**What needs to be done**. Could you restate every line of the data word for word?

[Saved entries]

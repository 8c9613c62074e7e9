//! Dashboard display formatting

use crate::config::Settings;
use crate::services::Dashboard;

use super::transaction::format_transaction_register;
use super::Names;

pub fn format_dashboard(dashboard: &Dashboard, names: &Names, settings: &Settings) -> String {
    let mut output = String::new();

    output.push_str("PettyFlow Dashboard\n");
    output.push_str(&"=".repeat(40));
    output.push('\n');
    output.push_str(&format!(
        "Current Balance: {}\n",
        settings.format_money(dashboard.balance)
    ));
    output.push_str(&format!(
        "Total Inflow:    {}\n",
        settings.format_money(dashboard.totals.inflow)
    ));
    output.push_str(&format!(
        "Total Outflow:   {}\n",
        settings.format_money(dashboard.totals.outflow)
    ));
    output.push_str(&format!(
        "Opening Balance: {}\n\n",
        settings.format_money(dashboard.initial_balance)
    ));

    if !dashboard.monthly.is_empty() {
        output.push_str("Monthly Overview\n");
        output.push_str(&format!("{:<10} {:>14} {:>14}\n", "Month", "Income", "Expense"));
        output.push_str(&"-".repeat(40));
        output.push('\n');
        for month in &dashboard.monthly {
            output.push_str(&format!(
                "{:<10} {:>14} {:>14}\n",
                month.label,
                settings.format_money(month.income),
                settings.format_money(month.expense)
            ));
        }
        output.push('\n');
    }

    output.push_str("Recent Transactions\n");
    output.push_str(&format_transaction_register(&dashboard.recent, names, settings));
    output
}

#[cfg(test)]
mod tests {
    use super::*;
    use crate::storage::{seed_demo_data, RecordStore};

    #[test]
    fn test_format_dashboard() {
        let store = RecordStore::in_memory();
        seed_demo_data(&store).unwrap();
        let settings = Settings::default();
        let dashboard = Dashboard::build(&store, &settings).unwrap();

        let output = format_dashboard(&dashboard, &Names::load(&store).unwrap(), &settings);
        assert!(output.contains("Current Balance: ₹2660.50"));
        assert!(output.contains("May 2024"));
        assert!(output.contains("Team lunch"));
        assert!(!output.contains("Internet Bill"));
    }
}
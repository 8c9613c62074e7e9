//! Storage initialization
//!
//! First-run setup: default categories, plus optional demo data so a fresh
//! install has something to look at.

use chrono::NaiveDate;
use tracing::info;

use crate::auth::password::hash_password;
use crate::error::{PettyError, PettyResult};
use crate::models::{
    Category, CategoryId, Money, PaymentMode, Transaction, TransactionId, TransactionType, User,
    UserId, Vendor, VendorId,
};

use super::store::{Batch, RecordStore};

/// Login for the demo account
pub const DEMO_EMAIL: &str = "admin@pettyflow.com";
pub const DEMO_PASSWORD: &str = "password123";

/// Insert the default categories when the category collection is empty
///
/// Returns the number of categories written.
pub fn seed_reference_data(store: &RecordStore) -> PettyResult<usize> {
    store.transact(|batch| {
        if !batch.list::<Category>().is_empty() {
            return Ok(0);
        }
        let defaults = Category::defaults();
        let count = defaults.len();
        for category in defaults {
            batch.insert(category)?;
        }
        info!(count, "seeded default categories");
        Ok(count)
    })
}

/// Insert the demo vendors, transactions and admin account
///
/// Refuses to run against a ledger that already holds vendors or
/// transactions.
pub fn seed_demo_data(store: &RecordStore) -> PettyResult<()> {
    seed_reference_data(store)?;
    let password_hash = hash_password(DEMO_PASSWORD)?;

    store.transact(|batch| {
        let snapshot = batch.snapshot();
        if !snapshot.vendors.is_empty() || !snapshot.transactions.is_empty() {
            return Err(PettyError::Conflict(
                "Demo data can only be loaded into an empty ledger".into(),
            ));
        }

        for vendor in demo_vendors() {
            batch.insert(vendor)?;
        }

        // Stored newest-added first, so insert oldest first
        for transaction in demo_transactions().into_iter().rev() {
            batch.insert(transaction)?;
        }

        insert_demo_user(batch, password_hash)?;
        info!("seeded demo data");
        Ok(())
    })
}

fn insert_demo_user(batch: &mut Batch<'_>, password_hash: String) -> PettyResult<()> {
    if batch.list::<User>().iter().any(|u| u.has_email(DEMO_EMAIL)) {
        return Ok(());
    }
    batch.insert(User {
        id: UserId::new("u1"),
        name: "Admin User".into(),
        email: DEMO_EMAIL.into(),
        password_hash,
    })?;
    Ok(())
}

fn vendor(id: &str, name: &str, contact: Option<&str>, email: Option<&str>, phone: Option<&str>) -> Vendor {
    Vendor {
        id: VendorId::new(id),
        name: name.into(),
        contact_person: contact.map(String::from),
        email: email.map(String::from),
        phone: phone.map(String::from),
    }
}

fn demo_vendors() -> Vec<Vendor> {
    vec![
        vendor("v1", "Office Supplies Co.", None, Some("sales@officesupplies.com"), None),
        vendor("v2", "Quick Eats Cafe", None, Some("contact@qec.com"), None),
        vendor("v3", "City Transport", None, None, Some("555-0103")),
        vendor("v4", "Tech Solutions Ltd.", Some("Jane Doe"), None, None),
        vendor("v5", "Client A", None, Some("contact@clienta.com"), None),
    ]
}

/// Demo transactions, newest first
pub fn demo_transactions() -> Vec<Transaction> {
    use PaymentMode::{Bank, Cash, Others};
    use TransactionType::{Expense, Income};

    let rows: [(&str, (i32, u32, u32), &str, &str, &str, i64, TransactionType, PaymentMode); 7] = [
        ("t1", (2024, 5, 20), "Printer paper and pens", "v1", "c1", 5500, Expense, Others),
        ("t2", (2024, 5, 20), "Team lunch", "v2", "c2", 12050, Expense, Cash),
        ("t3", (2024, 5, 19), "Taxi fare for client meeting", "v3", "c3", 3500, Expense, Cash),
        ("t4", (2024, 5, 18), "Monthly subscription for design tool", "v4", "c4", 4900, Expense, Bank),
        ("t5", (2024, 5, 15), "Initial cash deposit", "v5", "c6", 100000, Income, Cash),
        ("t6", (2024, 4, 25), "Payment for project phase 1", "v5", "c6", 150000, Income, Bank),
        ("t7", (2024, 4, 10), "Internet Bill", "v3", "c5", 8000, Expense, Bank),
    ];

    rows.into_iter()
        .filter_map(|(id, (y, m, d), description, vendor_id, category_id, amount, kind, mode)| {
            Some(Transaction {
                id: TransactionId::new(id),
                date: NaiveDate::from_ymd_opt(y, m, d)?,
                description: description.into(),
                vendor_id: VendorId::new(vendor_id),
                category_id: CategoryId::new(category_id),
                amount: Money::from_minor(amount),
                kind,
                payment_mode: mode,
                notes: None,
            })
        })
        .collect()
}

**Output of the exercise**.
repository 8c9613c62074e7e9
//! Dashboard display formatting

use crate::config::Settings;
use crate::services::Dashboard;

use super::transaction::format_transaction_register;
use super::Names;

pub fn format_dashboard(dashboard: &Dashboard, names: &Names, settings: &Settings) -> String {
    let mut output = String::new();

    output.push_str("PettyFlow Dashboard\n");
    output.push_str(&"=".repeat(40));
    output.push('\n');
    output.push_str(&format!(
        "Current Balance: {}\n",
        settings.format_money(dashboard.balance)
    ));
    output.push_str(&format!(
        "Total Inflow:    {}\n",
        settings.format_money(dashboard.totals.inflow)
    ));
    output.push_str(&format!(
        "Total Outflow:   {}\n",
        settings.format_money(dashboard.totals.outflow)
    ));
    output.push_str(&format!(
        "Opening Balance: {}\n\n",
        settings.format_money(dashboard.initial_balance)
    ));

    if !dashboard.monthly.is_empty() {
        output.push_str("Monthly Overview\n");
        output.push_str(&format!("{:<10} {:>14} {:>14}\n", "Month", "Income", "Expense"));
        output.push_str(&"-".repeat(40));
        output.push('\n');
        for month in &dashboard.monthly {
            output.push_str(&format!(
                "{:<10} {:>14} {:>14}\n",
                month.label,
                settings.format_money(month.income),
                settings.format_money(month.expense)
            ));
        }
        output.push('\n');
    }

    output.push_str("Recent Transactions\n");
    output.push_str(&format_transaction_register(&dashboard.recent, names, settings));
    output
}

#[cfg(test)]
mod tests {
    use super::*;
    use crate::storage::{seed_demo_data, RecordStore};

    #[test]
    fn test_format_dashboard() {
        let store = RecordStore::in_memory();
        seed_demo_data(&store).unwrap();
        let settings = Settings::default();
        let dashboard = Dashboard::build(&store, &settings).unwrap();

        let output = format_dashboard(&dashboard, &Names::load(&store).unwrap(), &settings);
        assert!(output.contains("Current Balance: ₹2660.50"));
        assert!(output.contains("May 2024"));
        assert!(output.contains("Team lunch"));
        assert!(!output.contains("Internet Bill"));
    }
}
repository 8c9613c62074e7e9
//! Storage initialization
//!
//! First-run setup: default categories, plus optional demo data so a fresh
//! install has something to look at.

use chrono::NaiveDate;
use tracing::info;

use crate::auth::password::hash_password;
use crate::error::{PettyError, PettyResult};
use crate::models::{
    Category, CategoryId, Money, PaymentMode, Transaction, TransactionId, TransactionType, User,
    UserId, Vendor, VendorId,
};

use super::store::{Batch, RecordStore};

/// Login for the demo account
pub const DEMO_EMAIL: &str = "admin@pettyflow.com";
pub const DEMO_PASSWORD: &str = "password123";

/// Insert the default categories when the category collection is empty
///
/// Returns the number of categories written.
pub fn seed_reference_data(store: &RecordStore) -> PettyResult<usize> {
    store.transact(|batch| {
        if !batch.list::<Category>().is_empty() {
            return Ok(0);
        }
        let defaults = Category::defaults();
        let count = defaults.len();
        for category in defaults {
            batch.insert(category)?;
        }
        info!(count, "seeded default categories");
        Ok(count)
    })
}

/// Insert the demo vendors, transactions and admin account
///
/// Refuses to run against a ledger that already holds vendors or
/// transactions.
pub fn seed_demo_data(store: &RecordStore) -> PettyResult<()> {
    seed_reference_data(store)?;
    let password_hash = hash_password(DEMO_PASSWORD)?;

    store.transact(|batch| {
        let snapshot = batch.snapshot();
        if !snapshot.vendors.is_empty() || !snapshot.transactions.is_empty() {
            return Err(PettyError::Conflict(
                "Demo data can only be loaded into an empty ledger".into(),
            ));
        }

        for vendor in demo_vendors() {
            batch.insert(vendor)?;
        }

        // Stored newest-added first, so insert oldest first
        for transaction in demo_transactions().into_iter().rev() {
            batch.insert(transaction)?;
        }

        insert_demo_user(batch, password_hash)?;
        info!("seeded demo data");
        Ok(())
    })
}

fn insert_demo_user(batch: &mut Batch<'_>, password_hash: String) -> PettyResult<()> {
    if batch.list::<User>().iter().any(|u| u.has_email(DEMO_EMAIL)) {
        return Ok(());
    }
    batch.insert(User {
        id: UserId::new("u1"),
        name: "Admin User".into(),
        email: DEMO_EMAIL.into(),
        password_hash,
    })?;
    Ok(())
}

fn vendor(id: &str, name: &str, contact: Option<&str>, email: Option<&str>, phone: Option<&str>) -> Vendor {
    Vendor {
        id: VendorId::new(id),
        name: name.into(),
        contact_person: contact.map(String::from),
        email: email.map(String::from),
        phone: phone.map(String::from),
    }
}

fn demo_vendors() -> Vec<Vendor> {
    vec![
        vendor("v1", "Office Supplies Co.", None, Some("sales@officesupplies.com"), None),
        vendor("v2", "Quick Eats Cafe", None, Some("contact@qec.com"), None),
        vendor("v3", "City Transport", None, None, Some("555-0103")),
        vendor("v4", "Tech Solutions Ltd.", Some("Jane Doe"), None, None),
        vendor("v5", "Client A", None, Some("contact@clienta.com"), None),
    ]
}

/// Demo transactions, newest first
pub fn demo_transactions() -> Vec<Transaction> {
    use PaymentMode::{Bank, Cash, Others};
    use TransactionType::{Expense, Income};

    let rows: [(&str, (i32, u32, u32), &str, &str, &str, i64, TransactionType, PaymentMode); 7] = [
        ("t1", (2024, 5, 20), "Printer paper and pens", "v1", "c1", 5500, Expense, Others),
        ("t2", (2024, 5, 20), "Team lunch", "v2", "c2", 12050, Expense, Cash),
        ("t3", (2024, 5, 19), "Taxi fare for client meeting", "v3", "c3", 3500, Expense, Cash),
        ("t4", (2024, 5, 18), "Monthly subscription for design tool", "v4", "c4", 4900, Expense, Bank),
        ("t5", (2024, 5, 15), "Initial cash deposit", "v5", "c6", 100000, Income, Cash),
        ("t6", (2024, 4, 25), "Payment for project phase 1", "v5", "c6", 150000, Income, Bank),
        ("t7", (2024, 4, 10), "Internet Bill", "v3", "c5", 8000, Expense, Bank),
    ];

    rows.into_iter()
        .filter_map(|(id, (y, m, d), description, vendor_id, category_id, amount, kind, mode)| {
            Some(Transaction {
                id: TransactionId::new(id),
                date: NaiveDate::from_ymd_opt(y, m, d)?,
                description: description.into(),
                vendor_id: VendorId::new(vendor_id),
                category_id: CategoryId::new(category_id),
                amount: Money::from_minor(amount),
                kind,
                payment_mode: mode,
                notes: None,
            })
        })
        .collect()
}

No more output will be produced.